Nyonya Livia melihat ada sedikit perubahan dari Juna. Anak itu tidak lagi makan di kamar bahkan sesekali pergi ke dapur untuk mengambil minum padahal dulu paling enggan. Dan setelah Nyonya Livia cari tahu, semua itu karena kehadiran Anna. Pernah suatu ketika ia memergoki Juna sedang melihat Anna dari kejauhan dan yang lebih membuat ia terkejut, ia mendapati foto Anna ada di layar laptopnya.
Meski Juna tak mau bercerita. Namun, Nyonya Livia tahu bila ada sesuatu yang Juna sembunyikan. Atau yang lebih tepatnya anak itu sedang menyembunyikan perasaannya terhadap Anna.
Hari ke hari, Nyonya Livia bahkan sudah bisa melihat Juna tersenyum. Saat Anna sedang mengangkat galon, saat itu Juna menyembulkan senyumnya. Mampu terlihat dengan jelas oleh sang ibu.

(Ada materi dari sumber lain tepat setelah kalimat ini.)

//! 7-dimension quality scoring aggregation.

use super::coverage::compute_coverage;
use super::smells::detect_all_smells;
use super::types::{CoverageMapping, TestQualityScore};
use crate::call_graph::types::CallGraph;
use crate::parsers::types::ParseResult;

/// Compute the overall test quality score for a codebase.
pub fn compute_quality_score(
    graph: &CallGraph,
    parse_results: &[ParseResult],
) -> TestQualityScore {
    let coverage = compute_coverage(graph);
    let smells = detect_all_smells(parse_results, graph);

    let coverage_breadth = compute_coverage_breadth(&coverage);
    let coverage_depth = compute_coverage_depth(&coverage);
    let assertion_density = compute_assertion_density(parse_results);
    let mock_ratio = compute_mock_ratio(parse_results);
    let isolation = compute_isolation(parse_results);

    let all_smells: Vec<_> = smells
        .into_iter()
        .flat_map(|(_, _, s)| s)
        .collect();

    let mut score = TestQualityScore {
        coverage_breadth,
        coverage_depth,
        assertion_density,
        mock_ratio,
        isolation,
        freshness: 1.0, // Would need git history
        stability: 1.0, // Would need CI history
        overall: 0.0,
        smells: all_smells,
    };

    score.compute_overall();
    score
}

/// Coverage breadth: % of source functions covered by at least 1 test.
fn compute_coverage_breadth(coverage: &CoverageMapping) -> f32 {
    if coverage.total_source_functions == 0 {
        return 0.0;
    }
    let covered = coverage.source_to_test.len();
    (covered as f32 / coverage.total_source_functions as f32).min(1.0)
}

/// Coverage depth: average number of tests per covered source function.
fn compute_coverage_depth(coverage: &CoverageMapping) -> f32 {
    if coverage.source_to_test.is_empty() {
        return 0.0;
    }
    let total_tests: usize = coverage.source_to_test.values().map(|t| t.len()).sum();
    let avg = total_tests as f32 / coverage.source_to_test.len() as f32;
    // Normalize: 3+ tests per function = 1.0
    (avg / 3.0).min(1.0)
}

/// Assertion density: average assertions per test function.
fn compute_assertion_density(parse_results: &[ParseResult]) -> f32 {
    let mut total_assertions = 0usize;
    let mut total_tests = 0usize;

    let assertion_patterns = ["assert", "expect", "should", "verify"];

    for pr in parse_results {
        for func in &pr.functions {
            let name_lower = func.name.to_lowercase();
            let file_lower = pr.file.to_lowercase();

            let is_test = name_lower.starts_with("test_")
                || name_lower.starts_with("test")
                || file_lower.contains("test")
                || file_lower.contains("spec");

            if is_test {
                total_tests += 1;
                let assertions = pr.call_sites.iter()
                    .filter(|cs| {
                        cs.line >= func.line
                            && cs.line <= func.end_line
                            && assertion_patterns.iter().any(|p| {
                                cs.callee_name.to_lowercase().contains(p)
                            })
                    })
                    .count();
                total_assertions += assertions;
            }
        }
    }

    if total_tests == 0 {
        return 0.0;
    }

    let avg = total_assertions as f32 / total_tests as f32;
    // Normalize: 3+ assertions per test = 1.0
    (avg / 3.0).min(1.0)
}

/// Mock ratio: proportion of test dependencies that are mocked.
fn compute_mock_ratio(parse_results: &[ParseResult]) -> f32 {
    let mut total_calls = 0usize;
    let mut mock_calls = 0usize;

    let mock_patterns = ["mock", "stub", "spy", "fake", "jest.fn", "sinon"];

    for pr in parse_results {
        let file_lower = pr.file.to_lowercase();
        if !file_lower.contains("test") && !file_lower.contains("spec") {
            continue;
        }

        for cs in &pr.call_sites {
            total_calls += 1;
            if mock_patterns.iter().any(|p| cs.callee_name.to_lowercase().contains(p)) {
                mock_calls += 1;
            }
        }
    }

    if total_calls == 0 {
        return 0.5; // Neutral if no data
    }

    let ratio = mock_calls as f32 / total_calls as f32;
    // Optimal mock ratio is 0.2-0.4. Too high or too low is bad.
    // Score peaks at 0.3, drops off at extremes.
    let distance_from_optimal = (ratio - 0.3).abs();
    (1.0 - distance_from_optimal * 2.0).max(0.0)
}

/// Isolation: test independence (shared state detection).
fn compute_isolation(parse_results: &[ParseResult]) -> f32 {
    let mut total_tests = 0usize;
    let mut isolated_tests = 0usize;

    let shared_state_patterns = ["global", "singleton", "static", "shared", "window.", "process."];

    for pr in parse_results {
        let file_lower = pr.file.to_lowercase();
        if !file_lower.contains("test") && !file_lower.contains("spec") {
            continue;
        }

        for func in &pr.functions {
            let name_lower = func.name.to_lowercase();
            if !name_lower.starts_with("test") && !name_lower.starts_with("it") {
                continue;
            }

            total_tests += 1;

            let uses_shared = pr.call_sites.iter().any(|cs| {
                cs.line >= func.line
                    && cs.line <= func.end_line
                    && shared_state_patterns.iter().any(|p| {
                        cs.callee_name.to_lowercase().contains(p)
                            || cs.receiver.as_ref().map(|r| r.to_lowercase().contains(p)).unwrap_or(false)
                    })
            });

            if !uses_shared {
                isolated_tests += 1;
            }
        }
    }

    if total_tests == 0 {
        return 1.0;
    }

    isolated_tests as f32 / total_tests as f32
}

Juna dan Raja itu bukan saudara kandung. Juna adalah anak tunggal begitupun dengan Raja. Sejak kematian ayahnya Juna, Nyonya Livia menikah lagi. Ia menikah dengan kakak iparnya dan mungkin itu yang membuat Juna beberapa waktu lalu marah pada Livia. "Kenapa harus omnya sendiri yang menjadi ayahnya?" Ditambah lagi, usia kematian ayahnya belum genap satu tahun hal itu membuat Juna tidak suka dengan ayah tirinya. Ya, Juna tidak habis pikir kenapa sang ibu harus menikah dengan omnya sendiri.

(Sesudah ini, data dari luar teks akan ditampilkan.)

//! Detection errors.

use super::error_code::{self, DriftErrorCode};

/// Errors that can occur during pattern detection.
#[derive(Debug, thiserror::Error)]
pub enum DetectionError {
    #[error("Invalid pattern: {0}")]
    InvalidPattern(String),

    #[error("Query compilation failed: {0}")]
    QueryCompilationFailed(String),

    #[error("Detector {id} panicked: {message}")]
    DetectorPanic { id: String, message: String },

    #[error("Detection timeout after {timeout_ms}ms")]
    Timeout { timeout_ms: u64 },
}

impl DriftErrorCode for DetectionError {
    fn error_code(&self) -> &'static str {
        error_code::DETECTION_ERROR
    }
}
//! Call Graph Builder — petgraph StableGraph, 6 resolution strategies, SQLite CTE fallback.
//!
//! Performance targets: Build <5s for 10K files, BFS <5ms, SQLite CTE <50ms.

pub mod types;
pub mod builder;
pub mod resolution;
pub mod traversal;
pub mod cte_fallback;
pub mod incremental;
pub mod di_support;

pub use types::{CallGraph, FunctionNode, CallEdge, Resolution, CallGraphStats};
pub use builder::CallGraphBuilder;
pub use resolution::{ResolutionDiagnostics, is_fuzzy_blocked, resolve_call, resolve_constructor};
pub use traversal::{bfs_forward, bfs_inverse, detect_entry_points};
pub use incremental::IncrementalCallGraph;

"Juna belum bisa melupakan ayahnya, bahkan dia sempat tidak merestui pernikahan tante dengan omnya. Sikapnya memang seperti itu dari dulu. Namun semenjak kepergian ayahnya, anak itu makin menjadi. Bahkan selalu bersikap dingin pada adiknya sendiri. Meskipun begitu, Juna punya hati yang hangat, kok, Na."
"Setelah sekolah Juna selesai, Tante akan jemput Juna buat ikut Tante ke Amerika. Saat ini saya minta tolong sama kamu buat jaga Juna," lanjut Nyonya Livia seraya mengangkat kedua tangan Anna.
***
Bersiul dan memainkan kunci mobil seraya meliuk-liuk di sekitar. Hatinya agak lega, karena tak mendapati kehadiran Gracia. Sekarang Dewa bisa dengan bebas pergi ke luar.

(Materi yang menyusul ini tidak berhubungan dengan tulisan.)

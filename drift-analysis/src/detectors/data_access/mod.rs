//! Data access detector — ORM patterns, query patterns, repository patterns.

use smallvec::SmallVec;

use crate::detectors::traits::{Detector, DetectorCategory, DetectorVariant};
use crate::engine::types::{DetectionMethod, PatternCategory, PatternMatch};
use crate::engine::visitor::DetectionContext;

pub struct DataAccessDetector;

impl Detector for DataAccessDetector {
    fn id(&self) -> &str { "data-access-base" }
    fn category(&self) -> DetectorCategory { DetectorCategory::DataAccess }
    fn variant(&self) -> DetectorVariant { DetectorVariant::Base }

    fn detect(&self, ctx: &DetectionContext) -> Vec<PatternMatch> {
        let mut matches = Vec::new();

        // Detect ORM method calls
        let orm_methods = [
            // Generic ORM
            "findOne", "findAll", "findMany", "findById", "findByPk",
            "create", "update", "delete", "destroy", "save",
            "query", "execute", "raw", "rawQuery",
            "where", "select", "insert", "bulkCreate",
            "aggregate", "count", "sum", "avg",
            // Python (Django/SQLAlchemy)
            "filter", "get_or_create", "bulk_create", "objects",
            // Java (JPA/Hibernate)
            "persist", "merge", "flush", "detach", "getResultList", "getSingleResult",
            "createQuery", "createNativeQuery",
            // Go (GORM)
            "First", "Find", "Create", "Save", "Delete", "Where", "Preload",
            // Ruby (ActiveRecord)
            "find_by", "find_each", "find_in_batches", "where", "pluck", "joins",
            // C# (Entity Framework)
            "Include", "ThenInclude", "AsNoTracking", "FromSqlRaw", "ToListAsync",
            // PHP (Eloquent)
            "firstOrCreate", "updateOrCreate", "firstOrFail", "get", "paginate",
            // Rust (Diesel/SQLx)
            "load", "get_result", "get_results", "fetch_one", "fetch_all",
        ];

        for call in ctx.call_sites {
            if orm_methods.contains(&call.callee_name.as_str()) {
                matches.push(PatternMatch {
                    file: ctx.file.to_string(),
                    line: call.line,
                    column: call.column,
                    pattern_id: "DA-ORM-001".to_string(),
                    confidence: 0.75,
                    cwe_ids: SmallVec::new(),
                    owasp: None,
                    detection_method: DetectionMethod::AstVisitor,
                    category: PatternCategory::DataAccess,
                    matched_text: format!("ORM call: {}", call.callee_name),
                });
            }

            // Detect raw SQL usage
            if matches!(call.callee_name.as_str(), "query" | "execute" | "raw" | "rawQuery"
                | "exec" | "prepare" | "sql") {
                if let Some(ref receiver) = call.receiver {
                    if receiver.contains("db") || receiver.contains("conn") || receiver.contains("pool")
                        || receiver.contains("knex") || receiver.contains("sequelize")
                        || receiver.contains("prisma") || receiver.contains("session")  // Python SQLAlchemy
                        || receiver.contains("entityManager") || receiver.contains("jdbc")  // Java
                        || receiver.contains("gorm") || receiver.contains("sqlx")  // Go/Rust
                        || receiver.contains("ActiveRecord") || receiver.contains("connection")  // Ruby
                        || receiver.contains("DB") || receiver.contains("PDO")  // PHP
                        || receiver.contains("context") || receiver.contains("dbContext")  // C#
                    {
                        matches.push(PatternMatch {
                            file: ctx.file.to_string(),
                            line: call.line,
                            column: call.column,
                            pattern_id: "DA-RAW-001".to_string(),
                            confidence: 0.80,
                            cwe_ids: SmallVec::from_buf([89, 0]),
                            owasp: Some("A03:2021".to_string()),
                            detection_method: DetectionMethod::AstVisitor,
                            category: PatternCategory::DataAccess,
                            matched_text: format!("raw query: {}.{}", receiver, call.callee_name),
                        });
                    }
                }
            }
        }

        // Detect repository pattern from class names
        for class in ctx.classes {
            let lower = class.name.to_lowercase();
            if lower.contains("repository") || lower.contains("repo") || lower.contains("dao") {
                matches.push(PatternMatch {
                    file: ctx.file.to_string(),
                    line: class.range.start.line,
                    column: class.range.start.column,
                    pattern_id: "DA-REPO-001".to_string(),
                    confidence: 0.85,
                    cwe_ids: SmallVec::new(),
                    owasp: None,
                    detection_method: DetectionMethod::AstVisitor,
                    category: PatternCategory::DataAccess,
                    matched_text: format!("repository pattern: {}", class.name),
                });
            }
        }

        matches
    }
}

Saat berjalan menuju pintu, cowok itu berpapasan dengan ibu tirinya. Dewa memutar bola mata malas.
"Hai, Dew," sapa Reta ketika melihat anak tirinya hendak keluar.
"Gak usah so akrab!" balas Dewa ketus.
"Kamu mau ke luar, ya? Ibu sarankan pakai bodyguard–"
"Gak ada bokap, jadi jangan so baik!" bisik Dewa tepat di telinga wanita itu. Kemudian pergi dengan menyenggol bahunya secara sengaja.
"Sialan anak itu. Bagaimana dia bisa tetap bersikap seperti itu." Reta mengelus bahunya yang aga sakit. Sikap Dewa selalu mengesalkan.
"Namun tunggu saja, aku akan membalas sikapmu pada ibumu. Akan kubuat Lili semakin kacau. Ibumu akan mati perlahan!" Tajam Reta. Wanita itu melenggang ke kamarnya dengan perasaan kesal.
***
Anna tak dapat menyetujui permintaan Nyonya Livia untuk tetap tinggal di sini. Selain merasa tidak nyaman tinggal di rumah orang, Anna juga tak mau membuat Juna kerepotan. Meski nanti pergi, tetapi Anna akan tetap mengusahakan untuk mengecek kabar Juna dan melaporkannya pada Nyonya Livia.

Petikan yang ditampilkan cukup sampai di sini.